Please repeat exactly the lines below from the one containing "fn assert_contains_children(node: &BvhNode)" down to the one containing "assert!(bbox.contains(&left.bounding_box(0.0, 1.0).unwrap()));", both included, and nothing else.

-------- DATA EXCERPTS

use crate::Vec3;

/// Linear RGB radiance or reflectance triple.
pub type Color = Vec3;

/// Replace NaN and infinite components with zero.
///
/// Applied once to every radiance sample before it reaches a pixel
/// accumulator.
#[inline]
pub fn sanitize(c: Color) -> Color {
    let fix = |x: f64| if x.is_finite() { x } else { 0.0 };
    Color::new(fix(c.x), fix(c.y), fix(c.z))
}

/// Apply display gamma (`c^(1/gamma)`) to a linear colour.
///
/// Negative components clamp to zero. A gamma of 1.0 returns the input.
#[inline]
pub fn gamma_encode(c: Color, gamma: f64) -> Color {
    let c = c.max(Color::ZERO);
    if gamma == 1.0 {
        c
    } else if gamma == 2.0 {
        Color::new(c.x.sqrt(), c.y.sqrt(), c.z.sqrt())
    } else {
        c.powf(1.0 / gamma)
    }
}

----------------
-------- DATA EXCERPTS

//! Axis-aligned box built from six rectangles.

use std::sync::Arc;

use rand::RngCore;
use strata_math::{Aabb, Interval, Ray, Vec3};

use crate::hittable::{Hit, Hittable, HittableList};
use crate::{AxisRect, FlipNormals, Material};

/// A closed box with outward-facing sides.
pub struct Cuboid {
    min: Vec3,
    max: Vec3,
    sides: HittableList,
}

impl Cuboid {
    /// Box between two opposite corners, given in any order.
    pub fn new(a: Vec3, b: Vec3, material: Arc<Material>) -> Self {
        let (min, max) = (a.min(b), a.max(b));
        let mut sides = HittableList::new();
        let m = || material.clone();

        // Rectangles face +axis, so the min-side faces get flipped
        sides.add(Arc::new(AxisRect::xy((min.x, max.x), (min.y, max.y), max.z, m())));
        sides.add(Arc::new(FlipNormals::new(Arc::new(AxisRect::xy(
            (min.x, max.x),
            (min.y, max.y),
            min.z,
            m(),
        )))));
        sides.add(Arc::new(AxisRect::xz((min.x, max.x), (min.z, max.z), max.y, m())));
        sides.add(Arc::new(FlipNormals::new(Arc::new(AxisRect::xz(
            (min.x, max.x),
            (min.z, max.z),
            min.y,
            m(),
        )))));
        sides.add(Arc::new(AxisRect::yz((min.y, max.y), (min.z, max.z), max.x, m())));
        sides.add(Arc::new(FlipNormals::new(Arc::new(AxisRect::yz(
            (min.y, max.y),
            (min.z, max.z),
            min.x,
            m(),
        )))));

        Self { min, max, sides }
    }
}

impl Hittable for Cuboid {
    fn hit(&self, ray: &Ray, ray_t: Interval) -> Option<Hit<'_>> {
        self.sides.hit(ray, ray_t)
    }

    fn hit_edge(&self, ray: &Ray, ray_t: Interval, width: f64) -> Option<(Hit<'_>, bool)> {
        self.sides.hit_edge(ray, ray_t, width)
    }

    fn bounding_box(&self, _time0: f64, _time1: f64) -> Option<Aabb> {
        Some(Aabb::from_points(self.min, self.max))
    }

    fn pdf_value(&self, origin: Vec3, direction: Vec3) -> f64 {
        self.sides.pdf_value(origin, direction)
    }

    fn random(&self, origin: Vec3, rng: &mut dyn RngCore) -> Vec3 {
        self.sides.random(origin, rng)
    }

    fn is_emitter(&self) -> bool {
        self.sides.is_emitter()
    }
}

----------------
-------- DATA EXCERPTS

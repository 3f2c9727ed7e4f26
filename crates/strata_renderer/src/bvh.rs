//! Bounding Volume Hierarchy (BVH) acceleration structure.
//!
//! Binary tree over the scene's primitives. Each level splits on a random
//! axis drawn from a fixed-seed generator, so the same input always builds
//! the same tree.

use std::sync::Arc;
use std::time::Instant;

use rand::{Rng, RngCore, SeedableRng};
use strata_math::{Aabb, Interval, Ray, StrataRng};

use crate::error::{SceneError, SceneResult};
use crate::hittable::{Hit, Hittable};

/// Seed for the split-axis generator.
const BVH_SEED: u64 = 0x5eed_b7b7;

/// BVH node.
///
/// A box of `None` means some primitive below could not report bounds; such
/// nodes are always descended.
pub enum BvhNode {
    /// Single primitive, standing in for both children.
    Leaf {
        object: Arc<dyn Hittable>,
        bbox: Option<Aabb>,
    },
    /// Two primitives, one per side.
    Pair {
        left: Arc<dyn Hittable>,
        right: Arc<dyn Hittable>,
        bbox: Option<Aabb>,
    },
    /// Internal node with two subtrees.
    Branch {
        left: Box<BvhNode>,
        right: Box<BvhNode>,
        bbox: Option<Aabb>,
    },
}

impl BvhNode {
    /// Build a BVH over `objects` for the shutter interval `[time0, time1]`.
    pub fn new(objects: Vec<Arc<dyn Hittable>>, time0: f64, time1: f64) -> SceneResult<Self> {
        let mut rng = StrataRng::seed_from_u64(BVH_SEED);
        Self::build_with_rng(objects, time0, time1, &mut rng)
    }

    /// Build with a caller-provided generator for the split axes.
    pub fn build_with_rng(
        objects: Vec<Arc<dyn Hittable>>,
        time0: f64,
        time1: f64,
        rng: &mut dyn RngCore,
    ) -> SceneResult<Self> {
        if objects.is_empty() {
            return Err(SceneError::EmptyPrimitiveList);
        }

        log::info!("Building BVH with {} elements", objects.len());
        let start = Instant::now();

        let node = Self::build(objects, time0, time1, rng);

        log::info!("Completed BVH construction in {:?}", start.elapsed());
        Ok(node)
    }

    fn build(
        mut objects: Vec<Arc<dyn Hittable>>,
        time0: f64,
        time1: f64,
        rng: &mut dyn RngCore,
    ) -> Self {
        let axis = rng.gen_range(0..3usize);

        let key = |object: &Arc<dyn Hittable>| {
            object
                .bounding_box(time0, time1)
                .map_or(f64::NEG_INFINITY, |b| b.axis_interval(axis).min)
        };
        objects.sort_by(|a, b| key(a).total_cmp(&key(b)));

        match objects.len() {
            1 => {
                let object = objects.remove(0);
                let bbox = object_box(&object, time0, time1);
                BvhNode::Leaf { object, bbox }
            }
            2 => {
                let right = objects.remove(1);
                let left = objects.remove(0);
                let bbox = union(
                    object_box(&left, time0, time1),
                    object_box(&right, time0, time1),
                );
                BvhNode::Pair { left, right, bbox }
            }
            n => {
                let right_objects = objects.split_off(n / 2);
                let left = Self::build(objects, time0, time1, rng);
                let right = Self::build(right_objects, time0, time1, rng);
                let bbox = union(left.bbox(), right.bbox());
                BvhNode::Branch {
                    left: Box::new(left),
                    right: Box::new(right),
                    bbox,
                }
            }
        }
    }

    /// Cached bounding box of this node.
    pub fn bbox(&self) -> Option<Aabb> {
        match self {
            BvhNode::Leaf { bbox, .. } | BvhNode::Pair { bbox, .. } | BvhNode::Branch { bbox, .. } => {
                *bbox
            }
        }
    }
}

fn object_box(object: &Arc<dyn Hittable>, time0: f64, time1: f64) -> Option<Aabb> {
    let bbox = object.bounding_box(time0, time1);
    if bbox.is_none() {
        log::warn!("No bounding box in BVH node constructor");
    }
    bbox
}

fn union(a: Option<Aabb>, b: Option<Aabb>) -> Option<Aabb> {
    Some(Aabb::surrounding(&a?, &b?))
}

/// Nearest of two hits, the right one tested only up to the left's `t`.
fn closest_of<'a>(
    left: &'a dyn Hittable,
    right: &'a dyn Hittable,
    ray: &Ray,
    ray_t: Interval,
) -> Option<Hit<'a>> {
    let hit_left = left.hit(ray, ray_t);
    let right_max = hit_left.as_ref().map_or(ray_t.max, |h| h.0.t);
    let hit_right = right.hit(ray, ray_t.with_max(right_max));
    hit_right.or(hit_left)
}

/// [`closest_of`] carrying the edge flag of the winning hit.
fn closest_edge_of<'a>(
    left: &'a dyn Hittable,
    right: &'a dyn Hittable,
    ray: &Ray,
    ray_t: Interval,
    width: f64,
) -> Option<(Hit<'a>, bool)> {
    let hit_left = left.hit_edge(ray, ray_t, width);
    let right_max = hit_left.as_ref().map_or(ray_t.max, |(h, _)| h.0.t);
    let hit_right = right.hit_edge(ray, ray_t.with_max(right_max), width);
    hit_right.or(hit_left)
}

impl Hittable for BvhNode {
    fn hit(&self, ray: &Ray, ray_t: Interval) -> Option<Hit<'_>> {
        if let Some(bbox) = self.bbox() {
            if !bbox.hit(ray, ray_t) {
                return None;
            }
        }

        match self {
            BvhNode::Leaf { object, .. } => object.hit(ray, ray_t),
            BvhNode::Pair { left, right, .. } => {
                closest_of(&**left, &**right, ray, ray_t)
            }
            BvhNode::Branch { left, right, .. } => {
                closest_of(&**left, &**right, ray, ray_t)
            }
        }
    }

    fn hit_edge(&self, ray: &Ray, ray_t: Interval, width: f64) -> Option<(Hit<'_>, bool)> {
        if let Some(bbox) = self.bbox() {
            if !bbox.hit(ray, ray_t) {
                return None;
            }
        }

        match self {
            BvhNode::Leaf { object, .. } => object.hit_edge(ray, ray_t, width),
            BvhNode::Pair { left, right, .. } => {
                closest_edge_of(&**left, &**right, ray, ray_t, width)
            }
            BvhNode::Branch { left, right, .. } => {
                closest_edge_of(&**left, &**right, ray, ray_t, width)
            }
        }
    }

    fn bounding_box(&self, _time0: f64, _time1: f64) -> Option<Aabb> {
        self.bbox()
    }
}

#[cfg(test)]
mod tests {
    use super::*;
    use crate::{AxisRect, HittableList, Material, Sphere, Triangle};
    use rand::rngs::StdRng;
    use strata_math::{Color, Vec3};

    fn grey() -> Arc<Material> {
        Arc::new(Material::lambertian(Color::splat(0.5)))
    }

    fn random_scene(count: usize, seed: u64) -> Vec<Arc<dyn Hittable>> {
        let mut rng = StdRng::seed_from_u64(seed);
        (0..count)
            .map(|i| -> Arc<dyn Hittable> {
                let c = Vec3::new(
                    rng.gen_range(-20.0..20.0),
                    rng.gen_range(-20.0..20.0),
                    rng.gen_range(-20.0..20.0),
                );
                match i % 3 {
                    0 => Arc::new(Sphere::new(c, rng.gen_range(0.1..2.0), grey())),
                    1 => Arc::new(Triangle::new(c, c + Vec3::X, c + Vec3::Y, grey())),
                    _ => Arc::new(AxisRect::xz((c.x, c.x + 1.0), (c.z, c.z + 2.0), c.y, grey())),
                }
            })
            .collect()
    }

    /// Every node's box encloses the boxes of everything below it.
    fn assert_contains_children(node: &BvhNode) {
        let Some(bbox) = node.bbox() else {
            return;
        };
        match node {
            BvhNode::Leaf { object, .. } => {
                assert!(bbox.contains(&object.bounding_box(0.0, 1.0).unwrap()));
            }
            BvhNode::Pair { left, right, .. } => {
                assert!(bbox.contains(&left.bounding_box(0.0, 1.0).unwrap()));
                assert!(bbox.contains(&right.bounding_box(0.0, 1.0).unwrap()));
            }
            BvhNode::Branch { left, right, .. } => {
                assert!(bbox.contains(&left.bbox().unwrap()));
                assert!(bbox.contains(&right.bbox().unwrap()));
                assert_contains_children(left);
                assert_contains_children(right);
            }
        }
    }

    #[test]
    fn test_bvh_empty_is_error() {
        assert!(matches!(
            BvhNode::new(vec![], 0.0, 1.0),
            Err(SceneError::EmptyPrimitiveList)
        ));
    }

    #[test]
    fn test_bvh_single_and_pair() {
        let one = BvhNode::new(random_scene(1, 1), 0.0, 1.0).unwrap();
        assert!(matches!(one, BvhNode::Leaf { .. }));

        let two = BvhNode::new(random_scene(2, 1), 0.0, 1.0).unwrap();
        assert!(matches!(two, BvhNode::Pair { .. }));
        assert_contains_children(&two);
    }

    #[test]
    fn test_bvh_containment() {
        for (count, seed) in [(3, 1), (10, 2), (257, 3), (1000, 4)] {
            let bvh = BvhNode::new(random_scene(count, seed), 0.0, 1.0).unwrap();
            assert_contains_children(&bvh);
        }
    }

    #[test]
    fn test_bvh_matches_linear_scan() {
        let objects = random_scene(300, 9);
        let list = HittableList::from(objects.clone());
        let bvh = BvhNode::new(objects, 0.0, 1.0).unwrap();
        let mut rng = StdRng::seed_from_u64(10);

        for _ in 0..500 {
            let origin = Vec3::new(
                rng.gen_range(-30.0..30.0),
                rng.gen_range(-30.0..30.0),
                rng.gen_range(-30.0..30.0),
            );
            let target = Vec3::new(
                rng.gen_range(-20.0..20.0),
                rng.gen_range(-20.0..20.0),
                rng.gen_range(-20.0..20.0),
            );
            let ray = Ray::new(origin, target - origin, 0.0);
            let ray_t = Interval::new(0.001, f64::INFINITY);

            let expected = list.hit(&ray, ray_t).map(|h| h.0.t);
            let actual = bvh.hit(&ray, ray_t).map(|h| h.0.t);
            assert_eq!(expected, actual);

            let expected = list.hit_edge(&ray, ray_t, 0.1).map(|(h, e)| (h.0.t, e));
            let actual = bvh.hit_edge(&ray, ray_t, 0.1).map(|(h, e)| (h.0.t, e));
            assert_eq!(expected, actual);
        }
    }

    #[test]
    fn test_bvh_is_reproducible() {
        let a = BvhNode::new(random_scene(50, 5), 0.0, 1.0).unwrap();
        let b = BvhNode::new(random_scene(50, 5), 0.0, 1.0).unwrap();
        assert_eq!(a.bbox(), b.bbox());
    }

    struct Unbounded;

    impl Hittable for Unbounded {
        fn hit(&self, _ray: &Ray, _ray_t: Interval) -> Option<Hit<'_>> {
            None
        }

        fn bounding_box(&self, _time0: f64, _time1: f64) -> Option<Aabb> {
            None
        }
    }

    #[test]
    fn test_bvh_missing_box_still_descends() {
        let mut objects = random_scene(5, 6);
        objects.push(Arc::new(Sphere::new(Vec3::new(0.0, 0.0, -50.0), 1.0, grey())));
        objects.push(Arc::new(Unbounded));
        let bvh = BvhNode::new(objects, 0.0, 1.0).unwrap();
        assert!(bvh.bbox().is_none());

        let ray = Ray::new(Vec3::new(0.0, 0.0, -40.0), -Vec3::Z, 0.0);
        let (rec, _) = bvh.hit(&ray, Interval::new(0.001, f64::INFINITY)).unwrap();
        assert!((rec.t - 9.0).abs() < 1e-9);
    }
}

----------------

RESPONSE AREA ::
    fn assert_contains_children(node: &BvhNode) {
        let Some(bbox) = node.bbox() else {
            return;
        };
        match node {
            BvhNode::Leaf { object, .. } => {
                assert!(bbox.contains(&object.bounding_box(0.0, 1.0).unwrap()));
            }
            BvhNode::Pair { left, right, .. } => {
                assert!(bbox.contains(&left.bounding_box(0.0, 1.0).unwrap()));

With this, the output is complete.